(Items from a data source)
● ● ●

use crate::classifier::{CatchAll, Ignore, TransientClassifier};
use crate::config::RetryStrategy;
use crate::error::{ConfigError, DelayOverflow, RetryError};
use crate::strategies::ShouldRetry;
use log::{error, warn};
use std::fmt;
use std::sync::Arc;
use std::time::Duration;

/// A retry policy: one [`TransientClassifier`] paired with one [`RetryStrategy`].
///
/// The policy is read-only while executing and can be shared by concurrent callers;
/// every execution gets its own attempt counter and retry predicate.
///
/// # Example
/// ```
/// use std::time::Duration;
/// use transient_retry::{AttemptError, CatchAll, Outcome, RetryPolicy, RetryStrategy};
///
/// let policy = RetryPolicy::new(CatchAll, RetryStrategy::fixed(3, Duration::from_millis(1)));
/// let mut calls = 0;
/// let result = policy.execute_action(|| -> Result<&str, AttemptError<&str>> {
///     calls += 1;
///     if calls < 3 { Err(AttemptError::Failure("flaky")) } else { Ok("done") }
/// });
/// assert_eq!(result.unwrap(), Outcome::Completed("done"));
/// assert_eq!(calls, 3);
/// ```
pub struct RetryPolicy<E> {
    classifier: Arc<dyn TransientClassifier<E>>,
    strategy: RetryStrategy,
}

impl<E> Clone for RetryPolicy<E> {
    fn clone(&self) -> Self {
        RetryPolicy {
            classifier: Arc::clone(&self.classifier),
            strategy: self.strategy.clone(),
        }
    }
}

impl<E> fmt::Debug for RetryPolicy<E> {
    fn fmt(&self, f: &mut fmt::Formatter<'_>) -> fmt::Result {
        f.debug_struct("RetryPolicy")
            .field("strategy", &self.strategy)
            .finish_non_exhaustive()
    }
}

impl<E: 'static> RetryPolicy<E> {
    /// Builds a policy from a classifier and a strategy.
    pub fn new<C>(classifier: C, strategy: RetryStrategy) -> Self
    where
        C: TransientClassifier<E> + 'static,
    {
        Self::with_shared_classifier(Arc::new(classifier), strategy)
    }

    /// Builds a policy around a classifier already shared with other policies.
    pub fn with_shared_classifier(
        classifier: Arc<dyn TransientClassifier<E>>,
        strategy: RetryStrategy,
    ) -> Self {
        RetryPolicy {
            classifier,
            strategy,
        }
    }

    pub fn fixed<C>(classifier: C, attempt_limit: usize, interval: Duration) -> Self
    where
        C: TransientClassifier<E> + 'static,
    {
        Self::new(classifier, RetryStrategy::fixed(attempt_limit, interval))
    }

    pub fn incremental<C>(
        classifier: C,
        attempt_limit: usize,
        initial_interval: Duration,
        increment: Duration,
    ) -> Self
    where
        C: TransientClassifier<E> + 'static,
    {
        Self::new(
            classifier,
            RetryStrategy::incremental(attempt_limit, initial_interval, increment),
        )
    }

    /// # Errors
    /// [`ConfigError::InvalidBackoffRange`] if `min_backoff > max_backoff`.
    pub fn exponential<C>(
        classifier: C,
        attempt_limit: usize,
        min_backoff: Duration,
        max_backoff: Duration,
        delta_backoff: Duration,
    ) -> Result<Self, ConfigError>
    where
        C: TransientClassifier<E> + 'static,
    {
        let strategy =
            RetryStrategy::exponential(attempt_limit, min_backoff, max_backoff, delta_backoff)?;
        Ok(Self::new(classifier, strategy))
    }

    /// Never retries: every failure is treated as permanent.
    pub fn no_retry() -> Self {
        Self::new(Ignore, RetryStrategy::no_retry())
    }

    pub fn default_fixed() -> Self {
        Self::new(CatchAll, RetryStrategy::default_fixed())
    }

    pub fn default_incremental() -> Self {
        Self::new(CatchAll, RetryStrategy::default_incremental())
    }

    pub fn default_exponential() -> Self {
        Self::new(CatchAll, RetryStrategy::default_exponential())
    }

    pub fn strategy(&self) -> &RetryStrategy {
        &self.strategy
    }

    pub fn classifier(&self) -> &Arc<dyn TransientClassifier<E>> {
        &self.classifier
    }

    pub fn set_strategy(&mut self, strategy: RetryStrategy) {
        self.strategy = strategy;
    }

    pub fn set_classifier<C>(&mut self, classifier: C)
    where
        C: TransientClassifier<E> + 'static,
    {
        self.classifier = Arc::new(classifier);
    }

    /// Starts the decision state for one execution.
    pub(crate) fn begin(&self) -> RetryContext<E> {
        RetryContext {
            classifier: Arc::clone(&self.classifier),
            should_retry: self.strategy.should_retry(),
            fast_first_retry: self.strategy.fast_first_retry(),
            state: AttemptState::default(),
        }
    }
}

/// Single slot carrying the delay the retry predicate computed back to the loop.
#[derive(Debug, Default, Clone, Copy, PartialEq, Eq)]
pub(crate) struct DelayHolder(Option<Duration>);

impl DelayHolder {
    pub(crate) fn set(&mut self, delay: Duration) {
        self.0 = Some(delay);
    }

    pub(crate) fn get(&self) -> Option<Duration> {
        self.0
    }
}

/// Per-execution counters. Created when an execution starts and dropped with it.
#[derive(Debug, Default, Clone, Copy)]
pub(crate) struct AttemptState {
    /// Number of transient failures seen so far.
    pub(crate) attempt_count: usize,
    pub(crate) last_delay: DelayHolder,
}

/// What a loop must do after a failed attempt.
#[derive(Debug)]
pub(crate) enum Step<E> {
    /// Run the next attempt right away (fast first retry).
    RetryNow,
    /// Wait `delay`, then run the next attempt. `failure` is kept so that an
    /// interrupted wait can still surface it.
    RetryAfter { delay: Duration, failure: E },
    Stop(RetryError<E>),
}

/// Classify-then-decide logic shared by the blocking and the scheduled loop.
pub(crate) struct RetryContext<E> {
    classifier: Arc<dyn TransientClassifier<E>>,
    should_retry: ShouldRetry<E>,
    fast_first_retry: bool,
    state: AttemptState,
}

impl<E> RetryContext<E> {
    /// Attempts made so far, counting the one currently running.
    pub(crate) fn attempts(&self) -> usize {
        self.state.attempt_count + 1
    }

    /// Delay chosen before the attempt currently running, if it was a retry.
    pub(crate) fn last_delay(&self) -> Option<Duration> {
        self.state.last_delay.get()
    }

    #[cfg(test)]
    pub(crate) fn state(&self) -> &AttemptState {
        &self.state
    }

    pub(crate) fn on_failure(&mut self, failure: E) -> Step<E> {
        if !self.classifier.is_transient(&failure) {
            warn!(
                "Operation failed (attempt {}), not retryable, giving up.",
                self.attempts()
            );
            return Step::Stop(RetryError::Failed(failure));
        }

        let attempt = self.state.attempt_count;
        self.state.attempt_count += 1;

        let decision = match (self.should_retry)(attempt, &failure) {
            Ok(decision) => decision,
            Err(DelayOverflow { attempt }) => {
                error!("Retry delay for attempt {} overflowed, giving up.", attempt);
                return Step::Stop(RetryError::DelayOverflow {
                    attempt,
                    source: failure,
                });
            }
        };

        if !decision.should_retry {
            warn!("Operation failed after {} attempts, giving up.", attempt + 1);
            return Step::Stop(RetryError::Failed(failure));
        }

        self.state.last_delay.set(decision.delay);

        if attempt == 0 && self.fast_first_retry {
            warn!("Operation failed (attempt 1), retrying immediately...");
            Step::RetryNow
        } else {
            warn!(
                "Operation failed (attempt {}), retrying after {:?}...",
                attempt + 1,
                decision.delay
            );
            Step::RetryAfter {
                delay: decision.delay,
                failure,
            }
        }
    }
}

#[cfg(test)]
mod tests {
    use super::*;

    fn delays<E>(step: &Step<E>) -> Option<Duration> {
        match step {
            Step::RetryNow => Some(Duration::ZERO),
            Step::RetryAfter { delay, .. } => Some(*delay),
            Step::Stop(_) => None,
        }
    }

    #[test]
    fn test_fast_first_retry_skips_only_first_wait() {
        let policy = RetryPolicy::fixed(CatchAll, 3, Duration::from_millis(100));
        let mut context = policy.begin();

        assert!(matches!(context.on_failure("boom"), Step::RetryNow));
        assert_eq!(context.state().last_delay.get(), Some(Duration::from_millis(100)));
        let second = context.on_failure("boom");
        assert_eq!(delays(&second), Some(Duration::from_millis(100)));
        assert!(matches!(second, Step::RetryAfter { failure: "boom", .. }));
        assert_eq!(context.state().attempt_count, 2);
    }

    #[test]
    fn test_without_fast_first_retry_every_retry_waits() {
        let strategy = RetryStrategy::fixed(2, Duration::from_millis(100)).with_fast_first_retry(false);
        let policy = RetryPolicy::new(CatchAll, strategy);
        let mut context = policy.begin();

        assert!(matches!(context.on_failure("boom"), Step::RetryAfter { .. }));
        assert!(matches!(context.on_failure("boom"), Step::RetryAfter { .. }));
        assert!(matches!(
            context.on_failure("boom"),
            Step::Stop(RetryError::Failed("boom"))
        ));
    }

    #[test]
    fn test_non_transient_failure_stops_without_counting() {
        let policy = RetryPolicy::fixed(|e: &&str| e.contains("transient"), 5, Duration::ZERO);
        let mut context = policy.begin();

        assert!(matches!(
            context.on_failure("403"),
            Step::Stop(RetryError::Failed("403"))
        ));
        assert_eq!(context.state().attempt_count, 0);
        assert_eq!(context.state().last_delay.get(), None);
    }

    #[test]
    fn test_overflow_is_surfaced_with_failure() {
        let policy = RetryPolicy::incremental(CatchAll, 5, Duration::MAX, Duration::from_secs(1));
        let mut context = policy.begin();

        assert!(matches!(context.on_failure("boom"), Step::RetryNow));
        match context.on_failure("boom") {
            Step::Stop(RetryError::DelayOverflow { attempt, source }) => {
                assert_eq!(attempt, 1);
                assert_eq!(source, "boom");
            }
            other => panic!("unexpected step: {:?}", other),
        }
    }

    #[test]
    fn test_default_policies() {
        let no_retry = RetryPolicy::<&str>::no_retry();
        assert_eq!(no_retry.strategy().attempt_limit(), 0);
        assert!(!no_retry.classifier().is_transient(&"boom"));

        let exponential = RetryPolicy::<&str>::default_exponential();
        assert!(exponential.classifier().is_transient(&"boom"));
        assert_eq!(exponential.strategy(), &RetryStrategy::default_exponential());
        assert_eq!(
            RetryPolicy::<&str>::default_incremental().strategy(),
            &RetryStrategy::default_incremental()
        );
        assert_eq!(
            RetryPolicy::<&str>::default_fixed().strategy(),
            &RetryStrategy::default_fixed()
        );
    }

    #[test]
    fn test_setters_swap_strategy_and_classifier() {
        let mut policy = RetryPolicy::<&str>::default_fixed();
        policy.set_strategy(RetryStrategy::no_retry());
        policy.set_classifier(Ignore);
        assert_eq!(policy.strategy().attempt_limit(), 0);
        assert!(!policy.classifier().is_transient(&"boom"));
    }

    #[test]
    fn test_exponential_constructor_validates() {
        let result = RetryPolicy::<&str>::exponential(
            CatchAll,
            3,
            Duration::from_secs(10),
            Duration::from_secs(1),
            Duration::from_secs(1),
        );
        assert!(matches!(result, Err(ConfigError::InvalidBackoffRange { .. })));
    }
}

● ● ●

--- To do ---
Starting with the first line of the entries and ending with the line that has "pub fn new<C>(classifier: C, strategy: RetryStrategy)", copy each line exactly and add nothing.

--- Solution to this task ---
use crate::classifier::{CatchAll, Ignore, TransientClassifier};
use crate::config::RetryStrategy;
use crate::error::{ConfigError, DelayOverflow, RetryError};
use crate::strategies::ShouldRetry;
use log::{error, warn};
use std::fmt;
use std::sync::Arc;
use std::time::Duration;

/// A retry policy: one [`TransientClassifier`] paired with one [`RetryStrategy`].
///
/// The policy is read-only while executing and can be shared by concurrent callers;
/// every execution gets its own attempt counter and retry predicate.
///
/// # Example
/// ```
/// use std::time::Duration;
/// use transient_retry::{AttemptError, CatchAll, Outcome, RetryPolicy, RetryStrategy};
///
/// let policy = RetryPolicy::new(CatchAll, RetryStrategy::fixed(3, Duration::from_millis(1)));
/// let mut calls = 0;
/// let result = policy.execute_action(|| -> Result<&str, AttemptError<&str>> {
///     calls += 1;
///     if calls < 3 { Err(AttemptError::Failure("flaky")) } else { Ok("done") }
/// });
/// assert_eq!(result.unwrap(), Outcome::Completed("done"));
/// assert_eq!(calls, 3);
/// ```
pub struct RetryPolicy<E> {
    classifier: Arc<dyn TransientClassifier<E>>,
    strategy: RetryStrategy,
}

impl<E> Clone for RetryPolicy<E> {
    fn clone(&self) -> Self {
        RetryPolicy {
            classifier: Arc::clone(&self.classifier),
            strategy: self.strategy.clone(),
        }
    }
}

impl<E> fmt::Debug for RetryPolicy<E> {
    fn fmt(&self, f: &mut fmt::Formatter<'_>) -> fmt::Result {
        f.debug_struct("RetryPolicy")
            .field("strategy", &self.strategy)
            .finish_non_exhaustive()
    }
}

impl<E: 'static> RetryPolicy<E> {
    /// Builds a policy from a classifier and a strategy.
    pub fn new<C>(classifier: C, strategy: RetryStrategy) -> Self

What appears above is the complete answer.